Showing posts with label Mail API. Show all posts
Showing posts with label Mail API. Show all posts

Sunday, November 27, 2011

Handling errors in Google App Engine...and failing

After spending a nontrivial amount of my nights and weekends working on an AppEngine app, I wanted a good way to monitor the logs without checking in on them every day. After a particularly frustrating weekend of updates that exposed unnoticed bugs that had yet to be triggered by the app, I set out to find such a way. I set out to find a Pythonic* way.

Since I knew the App Engine Mail API was super easy to configure,  I figured I would just email myself every time there was an exception, before serving my default 500 error page. To do so, I just needed to subclass the default RequestHandler with my own handle_exception method. (OK, prepare yourselves, a bunch of code is about to happen. See the necessary imports at the bottom of the post.)
class ExtendedHandler(RequestHandler):

    def handle_exception(self, exception, debug_mode):
        traceback_info = ''.join(format_exception(*sys.exc_info()))
        email_admins(traceback_info, defer_now=True)

        serve_500(self)
Awesome! By making all my handlers inherit from ExtendedHandler, I can use the native Python modules traceback and sys to get the traceback and my handy dandy
def email_admins(error_msg, defer_now=False):
    if defer_now:
        defer(email_admins, error_msg, defer_now=False)
        return

    sender = 'YOUR APP Errors <errors@your_app_id_here.appspotmail.com>'
    to = 'Robert Admin <bob@example.com>, James Nekbehrd <jim@example.com>'
    subject = 'YOUR APP Error: Admin Notify'
    body = '\n'.join(['Dearest Admin,',
                      '',
                      'An error has occurred in YOUR APP:',
                      error_msg,
                      ''])

    mail.send_mail(sender=sender, to=to,
                   subject=subject, body=body)
to send out the email in the deferred queue** so as not to hold up the handler serving the page. Mission accomplished, right? WRONG!

Unfortunately, handle_exception only handles the "right" kind of exceptions. That is, exceptions which inherit directly from Python's Exception. From the horse's mouth:
Exceptions should typically be derived from the Exception class, either directly or indirectly.
But. But! If the app fails because a request times out, a DeadlineExceededError is thrown and handle_exception falls on its face. Why? Because DeadlineExceededError inherits directly from Exception's parent class: BaseException.  (Gasp)

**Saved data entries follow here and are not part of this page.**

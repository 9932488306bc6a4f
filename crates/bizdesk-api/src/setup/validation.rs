//! Configuration validation
//!
//! Validates critical configuration values at startup to catch misconfigurations early.

use anyhow::Result;
use bizdesk_core::{Config, UploadCategory};

/// Validate critical configuration values
///
/// Hard errors come from [`Config::validate`]; this adds the checks that only
/// warrant a warning.
pub fn validate_config(config: &Config) -> Result<()> {
    config.validate()?;

    let is_production = config.is_production();
    let env_var = std::env::var("ENVIRONMENT")
        .or_else(|_| std::env::var("APP_ENV"))
        .ok();

    if is_production && env_var.is_none() {
        tracing::warn!(
            "Production mode detected but ENVIRONMENT/APP_ENV not set - error details may leak"
        );
    }

    if !is_production && config.cors_origins().iter().any(|o| o == "*") {
        tracing::warn!("CORS allows all origins - set CORS_ORIGINS before deploying");
    }

    let largest = UploadCategory::ALL
        .iter()
        .map(|category| config.limits().max_bytes_for(*category))
        .max()
        .unwrap_or_default();
    if config.request_body_limit_bytes() < largest {
        tracing::warn!(
            request_body_limit_bytes = config.request_body_limit_bytes(),
            largest_ceiling_bytes = largest,
            "Request body limit is below the largest category ceiling - such uploads will be refused early"
        );
    }

    if config.upload_root().is_relative() {
        tracing::warn!(
            upload_root = %config.upload_root().display(),
            "UPLOAD_ROOT is relative - it resolves against the working directory"
        );
    }

    tracing::info!("Configuration validation passed");
    Ok(())
}
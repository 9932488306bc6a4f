//! Bizdesk upload API library
//!
//! This crate provides the HTTP handlers, middleware and application setup of
//! the upload service.

mod api_doc;
pub mod constants;
mod handlers;
mod services;
pub mod setup;
mod telemetry;
mod utils;

pub mod auth;
pub mod error;
pub mod middleware;
pub mod state;

pub use error::{ErrorResponse, HttpAppError};
pub use state::AppState;
//! HTTP error response conversion
//!
//! This module provides HTTP-specific error response conversion for AppError.
//!
//! **Preferred handler pattern:** Return `Result<impl IntoResponse, HttpAppError>`. Use
//! `AppError` (or the storage/validation errors converted below) and `?` so every
//! failure renders the same `{success: false, ...}` envelope.

use axum::{
    http::StatusCode,
    response::{IntoResponse, Response},
    Json,
};
use bizdesk_core::{AppError, ErrorMetadata, LogLevel};
use bizdesk_processing::ValidationError;
use bizdesk_storage::StorageError;
use serde::Serialize;
use utoipa::ToSchema;

#[derive(Debug, Serialize, ToSchema)]
pub struct ErrorResponse {
    /// Always `false`
    pub success: bool,
    pub message: String,
    /// Machine-readable error code for programmatic handling
    pub code: String,
    #[serde(skip_serializing_if = "Option::is_none")]
    pub details: Option<String>,
    #[serde(skip_serializing_if = "Option::is_none")]
    pub error_type: Option<String>,
    /// Whether this error is recoverable (can be retried)
    pub recoverable: bool,
    #[serde(skip_serializing_if = "Option::is_none")]
    pub suggested_action: Option<String>,
}

impl ErrorResponse {
    fn from_app_error(error: &AppError, with_details: bool) -> Self {
        Self {
            success: false,
            message: error.client_message(),
            code: error.error_code().to_string(),
            details: with_details.then(|| error.detailed_message()),
            error_type: with_details.then(|| error.error_type().to_string()),
            recoverable: error.is_recoverable(),
            suggested_action: error.suggested_action().map(String::from),
        }
    }
}

/// Wrapper type for AppError to implement IntoResponse
/// This is necessary because of Rust's orphan rules - we can't implement
/// IntoResponse (external trait) for AppError (external type from bizdesk-core)
#[derive(Debug)]
pub struct HttpAppError(pub AppError);

impl From<AppError> for HttpAppError {
    fn from(err: AppError) -> Self {
        HttpAppError(err)
    }
}

impl From<anyhow::Error> for HttpAppError {
    fn from(err: anyhow::Error) -> Self {
        HttpAppError(AppError::from(err))
    }
}

impl From<StorageError> for HttpAppError {
    fn from(err: StorageError) -> Self {
        HttpAppError(storage_error_to_app(err))
    }
}

impl From<ValidationError> for HttpAppError {
    fn from(err: ValidationError) -> Self {
        HttpAppError(validation_error_to_app(err))
    }
}

fn log_error(error: &AppError) {
    let error_type = error.error_type();
    match error.log_level() {
        LogLevel::Debug => {
            tracing::debug!(error = %error, error_type = error_type, "Error occurred");
        }
        LogLevel::Warn => {
            tracing::warn!(error = %error, error_type = error_type, "Error occurred");
        }
        LogLevel::Error => {
            tracing::error!(
                error = %error.detailed_message(),
                error_type = error_type,
                "Error occurred"
            );
        }
    }
}

fn is_production_env() -> bool {
    std::env::var("ENVIRONMENT")
        .or_else(|_| std::env::var("APP_ENV"))
        .map(|env| env.to_lowercase() == "production" || env.to_lowercase() == "prod")
        .unwrap_or(false)
}

impl IntoResponse for HttpAppError {
    fn into_response(self) -> Response {
        let app_error = &self.0;

        let status = StatusCode::from_u16(app_error.http_status_code())
            .unwrap_or(StatusCode::INTERNAL_SERVER_ERROR);

        log_error(app_error);

        // Details only outside production, and never for sensitive errors.
        let with_details = !is_production_env() && !app_error.is_sensitive();
        let body = ErrorResponse::from_app_error(app_error, with_details);

        (status, Json(body)).into_response()
    }
}

// Domain error conversions. Both sides are foreign to this crate, so these are
// plain functions rather than `From` impls on AppError.

pub fn storage_error_to_app(err: StorageError) -> AppError {
    match err {
        StorageError::InvalidKey(msg) => AppError::InvalidInput(msg),
        StorageError::TooLarge { max } => {
            AppError::FileTooLarge(format!("File exceeds the {} byte limit", max))
        }
        StorageError::StreamError(err) => {
            AppError::InvalidInput(format!("Failed to read upload: {}", err))
        }
        StorageError::ConfigError(msg) => AppError::Configuration(msg),
        err @ (StorageError::WriteFailed(_)
        | StorageError::DeleteFailed(_)
        | StorageError::AlreadyExists(_)
        | StorageError::IoError(_)) => AppError::Storage(err.to_string()),
    }
}

pub fn validation_error_to_app(err: ValidationError) -> AppError {
    match err {
        ValidationError::UnsupportedFileType { .. } => AppError::ValidationFailure(err.to_string()),
        ValidationError::FileTooLarge { .. } => AppError::FileTooLarge(err.to_string()),
    }
}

It's OK little ones, in my next post I explain how I did it while keeping my code Pythonic by using metaclasses.

Imports:
from google.appengine.api import mail
from google.appengine.ext.deferred import defer
from google.appengine.ext.webapp import RequestHandler
import sys
from traceback import format_exception
from SOME_APP_SPECIFIC_LIBRARY import serve_500
*Pythonic:
An idea or piece of code which closely follows the most common idioms of the Python language, rather than implementing code using concepts common to other languages.
**Deferred Queue: Make sure to enable the deferred library in your app.yaml by using deferred: on in your builtins.